(How to complete this task):
Your answer should be an exact copy of the data.

(Data listing):
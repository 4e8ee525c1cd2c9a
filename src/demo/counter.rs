//! 计数 sink
//!
//! 按类型统计收到的事件，并保留完整的事件序列供检查。

use std::any::Any;
use std::collections::BTreeMap;

use crate::error::SimError;
use crate::node::{Configuration, EventFilter, Node, SinkNode, SinkView};
use crate::sim::{Event, EventType, NodeId, SimTime};

#[derive(Debug, Clone)]
pub struct Counter {
    id: NodeId,
    filter: EventFilter,
    counts: BTreeMap<EventType, u64>,
    seen: Vec<Event>,
    calls: u64,
}

impl Counter {
    pub fn new(id: impl Into<NodeId>) -> Self {
        Self {
            id: id.into(),
            filter: EventFilter::All,
            counts: BTreeMap::new(),
            seen: Vec::new(),
            calls: 0,
        }
    }

    /// 只订阅给定类型
    pub fn only<I, T>(mut self, types: I) -> Self
    where
        I: IntoIterator<Item = T>,
        T: Into<EventType>,
    {
        self.filter = EventFilter::types(types);
        self
    }

    pub fn count(&self, kind: &str) -> u64 {
        self.counts.get(&EventType::new(kind)).copied().unwrap_or(0)
    }

    pub fn counts(&self) -> &BTreeMap<EventType, u64> {
        &self.counts
    }

    pub fn total(&self) -> u64 {
        self.counts.values().sum()
    }

    pub fn seen(&self) -> &[Event] {
        &self.seen
    }

    /// `consume` 被调用的次数
    pub fn calls(&self) -> u64 {
        self.calls
    }
}

impl Node for Counter {
    fn id(&self) -> &NodeId {
        &self.id
    }

    fn accepts(&self) -> EventFilter {
        self.filter.clone()
    }

    fn configuration(&self) -> Configuration {
        let mut config = Configuration::from([("kind".to_string(), "counter".to_string())]);
        if let EventFilter::Types(types) = &self.filter {
            let types = types
                .iter()
                .map(|t| t.as_str())
                .collect::<Vec<_>>()
                .join(",");
            config.insert("types".to_string(), types);
        }
        config
    }

    fn as_any(&self) -> &dyn Any {
        self
    }
}

impl SinkNode for Counter {
    fn consume(&mut self, _window_end: SimTime, view: &mut SinkView<'_>) -> Result<(), SimError> {
        self.calls += 1;
        for ev in view.events() {
            *self.counts.entry(ev.kind.clone()).or_insert(0) += 1;
            self.seen.push(ev.clone());
        }
        Ok(())
    }

    fn copy(&self) -> Box<dyn SinkNode> {
        Box::new(self.clone())
    }
}
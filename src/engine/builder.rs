//! 构图
//!
//! 注册节点、连接订阅关系，最后一次性生成引擎。拓扑在 `build` 之后不可变。
//! 构图阶段的错误都是用法错误，构图器本身仍然可用。

use std::collections::HashMap;

use tracing::{debug, info};

use super::coordinator::{Engine, Shared};
use super::entry::{Entry, EntryKind, Role};
use super::observer::Observer;
use crate::config::EngineConfig;
use crate::error::{SimError, UsageError};
use crate::node::{EvaluatorNode, InitInfo, ResponderNode, SinkNode};
use crate::sim::{NodeId, SimTime};

#[derive(Default)]
pub struct GraphBuilder {
    config: EngineConfig,
    roles: Vec<Role>,
    index: HashMap<NodeId, usize>,
    deps: Vec<Vec<usize>>,
    subscribers: Vec<Vec<usize>>,
    observers: Vec<Box<dyn Observer>>,
}

impl GraphBuilder {
    pub fn new() -> Self {
        Self::default()
    }

    pub fn with_config(mut self, config: EngineConfig) -> Self {
        self.config = config;
        self
    }

    pub fn config(&self) -> &EngineConfig {
        &self.config
    }

    pub fn len(&self) -> usize {
        self.roles.len()
    }

    pub fn is_empty(&self) -> bool {
        self.roles.is_empty()
    }

    pub fn add_sink(&mut self, node: Box<dyn SinkNode>) -> Result<NodeId, UsageError> {
        self.register(Role::Sink(node))
    }

    pub fn add_responder(&mut self, node: Box<dyn ResponderNode>) -> Result<NodeId, UsageError> {
        self.register(Role::Responder(node))
    }

    pub fn add_evaluator(&mut self, node: Box<dyn EvaluatorNode>) -> Result<NodeId, UsageError> {
        self.register(Role::Evaluator(node))
    }

    fn register(&mut self, role: Role) -> Result<NodeId, UsageError> {
        let id = role.id().clone();
        if !id.is_well_formed() {
            return Err(UsageError::MalformedId(id.to_string()));
        }
        if self.index.contains_key(&id) {
            return Err(UsageError::DuplicateId(id));
        }
        let idx = self.roles.len();
        debug!(node = %id, kind = role.kind().name(), idx, "注册节点");
        self.index.insert(id.clone(), idx);
        self.roles.push(role);
        self.deps.push(Vec::new());
        self.subscribers.push(Vec::new());
        Ok(id)
    }

    /// `consumer` 订阅 `producer` 的事件（`producer` 必须是 evaluator）。重复订阅被忽略。
    pub fn subscribe(&mut self, producer: &NodeId, consumer: &NodeId) -> Result<(), UsageError> {
        let from = self.idx(producer)?;
        let to = self.idx(consumer)?;
        if from == to {
            return Err(UsageError::SelfSubscription(producer.clone()));
        }
        let kind = self.roles[from].kind();
        if kind != EntryKind::Evaluator {
            return Err(UsageError::RoleMismatch {
                node: producer.clone(),
                expected: EntryKind::Evaluator.name(),
                actual: kind.name(),
            });
        }
        if self.subscribers[from].contains(&to) {
            return Ok(());
        }
        self.subscribers[from].push(to);
        self.deps[to].push(from);
        Ok(())
    }

    pub fn add_observer(&mut self, observer: Box<dyn Observer>) {
        self.observers.push(observer);
    }

    fn idx(&self, id: &NodeId) -> Result<usize, UsageError> {
        self.index
            .get(id)
            .copied()
            .ok_or_else(|| UsageError::UnknownId(id.clone()))
    }

    /// 调用每个 evaluator 的 `initiate`，然后生成引擎
    pub fn build(self) -> Result<Engine, SimError> {
        let GraphBuilder {
            config,
            mut roles,
            index: _,
            deps,
            subscribers,
            observers,
        } = self;

        let ids: Vec<NodeId> = roles.iter().map(|r| r.id().clone()).collect();
        let names = |idxs: &[usize]| idxs.iter().map(|&i| ids[i].clone()).collect::<Vec<_>>();
        for (idx, role) in roles.iter_mut().enumerate() {
            if let Role::Evaluator(node) = role {
                let info = InitInfo {
                    id: ids[idx].clone(),
                    dependencies: names(&deps[idx]),
                    subscribers: names(&subscribers[idx]),
                    history_len: config.history_len,
                };
                node.initiate(&info)?;
            }
        }

        let entries: Vec<Entry> = roles
            .into_iter()
            .zip(deps)
            .zip(subscribers)
            .enumerate()
            .map(|(idx, ((role, deps), subs))| Entry::new(idx, role, deps, subs))
            .collect();
        info!(
            nodes = entries.len(),
            observers = observers.len(),
            threads = config.threads,
            "🏗️  构图完成"
        );
        Engine::new(Shared::new(entries, observers), config, SimTime::ZERO)
    }
}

(Task answer):
repository 4e8ee525c1cd2c9a
filename src/demo/counter.rs
//! 计数 sink
//!
//! 按类型统计收到的事件，并保留完整的事件序列供检查。

use std::any::Any;
use std::collections::BTreeMap;

use crate::error::SimError;
use crate::node::{Configuration, EventFilter, Node, SinkNode, SinkView};
use crate::sim::{Event, EventType, NodeId, SimTime};

#[derive(Debug, Clone)]
pub struct Counter {
    id: NodeId,
    filter: EventFilter,
    counts: BTreeMap<EventType, u64>,
    seen: Vec<Event>,
    calls: u64,
}

impl Counter {
    pub fn new(id: impl Into<NodeId>) -> Self {
        Self {
            id: id.into(),
            filter: EventFilter::All,
            counts: BTreeMap::new(),
            seen: Vec::new(),
            calls: 0,
        }
    }

    /// 只订阅给定类型
    pub fn only<I, T>(mut self, types: I) -> Self
    where
        I: IntoIterator<Item = T>,
        T: Into<EventType>,
    {
        self.filter = EventFilter::types(types);
        self
    }

    pub fn count(&self, kind: &str) -> u64 {
        self.counts.get(&EventType::new(kind)).copied().unwrap_or(0)
    }

    pub fn counts(&self) -> &BTreeMap<EventType, u64> {
        &self.counts
    }

    pub fn total(&self) -> u64 {
        self.counts.values().sum()
    }

    pub fn seen(&self) -> &[Event] {
        &self.seen
    }

    /// `consume` 被调用的次数
    pub fn calls(&self) -> u64 {
        self.calls
    }
}

impl Node for Counter {
    fn id(&self) -> &NodeId {
        &self.id
    }

    fn accepts(&self) -> EventFilter {
        self.filter.clone()
    }

    fn configuration(&self) -> Configuration {
        let mut config = Configuration::from([("kind".to_string(), "counter".to_string())]);
        if let EventFilter::Types(types) = &self.filter {
            let types = types
                .iter()
                .map(|t| t.as_str())
                .collect::<Vec<_>>()
                .join(",");
            config.insert("types".to_string(), types);
        }
        config
    }

    fn as_any(&self) -> &dyn Any {
        self
    }
}

impl SinkNode for Counter {
    fn consume(&mut self, _window_end: SimTime, view: &mut SinkView<'_>) -> Result<(), SimError> {
        self.calls += 1;
        for ev in view.events() {
            *self.counts.entry(ev.kind.clone()).or_insert(0) += 1;
            self.seen.push(ev.clone());
        }
        Ok(())
    }

    fn copy(&self) -> Box<dyn SinkNode> {
        Box::new(self.clone())
    }
}
filename src/engine/builder.rs
//! 构图
//!
//! 注册节点、连接订阅关系，最后一次性生成引擎。拓扑在 `build` 之后不可变。
//! 构图阶段的错误都是用法错误，构图器本身仍然可用。

use std::collections::HashMap;

use tracing::{debug, info};

use super::coordinator::{Engine, Shared};
use super::entry::{Entry, EntryKind, Role};
use super::observer::Observer;
use crate::config::EngineConfig;
use crate::error::{SimError, UsageError};
use crate::node::{EvaluatorNode, InitInfo, ResponderNode, SinkNode};
use crate::sim::{NodeId, SimTime};

#[derive(Default)]
pub struct GraphBuilder {
    config: EngineConfig,
    roles: Vec<Role>,
    index: HashMap<NodeId, usize>,
    deps: Vec<Vec<usize>>,
    subscribers: Vec<Vec<usize>>,
    observers: Vec<Box<dyn Observer>>,
}

impl GraphBuilder {
    pub fn new() -> Self {
        Self::default()
    }

    pub fn with_config(mut self, config: EngineConfig) -> Self {
        self.config = config;
        self
    }

    pub fn config(&self) -> &EngineConfig {
        &self.config
    }

    pub fn len(&self) -> usize {
        self.roles.len()
    }

    pub fn is_empty(&self) -> bool {
        self.roles.is_empty()
    }

    pub fn add_sink(&mut self, node: Box<dyn SinkNode>) -> Result<NodeId, UsageError> {
        self.register(Role::Sink(node))
    }

    pub fn add_responder(&mut self, node: Box<dyn ResponderNode>) -> Result<NodeId, UsageError> {
        self.register(Role::Responder(node))
    }

    pub fn add_evaluator(&mut self, node: Box<dyn EvaluatorNode>) -> Result<NodeId, UsageError> {
        self.register(Role::Evaluator(node))
    }

    fn register(&mut self, role: Role) -> Result<NodeId, UsageError> {
        let id = role.id().clone();
        if !id.is_well_formed() {
            return Err(UsageError::MalformedId(id.to_string()));
        }
        if self.index.contains_key(&id) {
            return Err(UsageError::DuplicateId(id));
        }
        let idx = self.roles.len();
        debug!(node = %id, kind = role.kind().name(), idx, "注册节点");
        self.index.insert(id.clone(), idx);
        self.roles.push(role);
        self.deps.push(Vec::new());
        self.subscribers.push(Vec::new());
        Ok(id)
    }

    /// `consumer` 订阅 `producer` 的事件（`producer` 必须是 evaluator）。重复订阅被忽略。
    pub fn subscribe(&mut self, producer: &NodeId, consumer: &NodeId) -> Result<(), UsageError> {
        let from = self.idx(producer)?;
        let to = self.idx(consumer)?;
        if from == to {
            return Err(UsageError::SelfSubscription(producer.clone()));
        }
        let kind = self.roles[from].kind();
        if kind != EntryKind::Evaluator {
            return Err(UsageError::RoleMismatch {
                node: producer.clone(),
                expected: EntryKind::Evaluator.name(),
                actual: kind.name(),
            });
        }
        if self.subscribers[from].contains(&to) {
            return Ok(());
        }
        self.subscribers[from].push(to);
        self.deps[to].push(from);
        Ok(())
    }

    pub fn add_observer(&mut self, observer: Box<dyn Observer>) {
        self.observers.push(observer);
    }

    fn idx(&self, id: &NodeId) -> Result<usize, UsageError> {
        self.index
            .get(id)
            .copied()
            .ok_or_else(|| UsageError::UnknownId(id.clone()))
    }

    /// 调用每个 evaluator 的 `initiate`，然后生成引擎
    pub fn build(self) -> Result<Engine, SimError> {
        let GraphBuilder {
            config,
            mut roles,
            index: _,
            deps,
            subscribers,
            observers,
        } = self;

        let ids: Vec<NodeId> = roles.iter().map(|r| r.id().clone()).collect();
        let names = |idxs: &[usize]| idxs.iter().map(|&i| ids[i].clone()).collect::<Vec<_>>();
        for (idx, role) in roles.iter_mut().enumerate() {
            if let Role::Evaluator(node) = role {
                let info = InitInfo {
                    id: ids[idx].clone(),
                    dependencies: names(&deps[idx]),
                    subscribers: names(&subscribers[idx]),
                    history_len: config.history_len,
                };
                node.initiate(&info)?;
            }
        }

        let entries: Vec<Entry> = roles
            .into_iter()
            .zip(deps)
            .zip(subscribers)
            .enumerate()
            .map(|(idx, ((role, deps), subs))| Entry::new(idx, role, deps, subs))
            .collect();
        info!(
            nodes = entries.len(),
            observers = observers.len(),
            threads = config.threads,
            "🏗️  构图完成"
        );
        Engine::new(Shared::new(entries, observers), config, SimTime::ZERO)
    }
}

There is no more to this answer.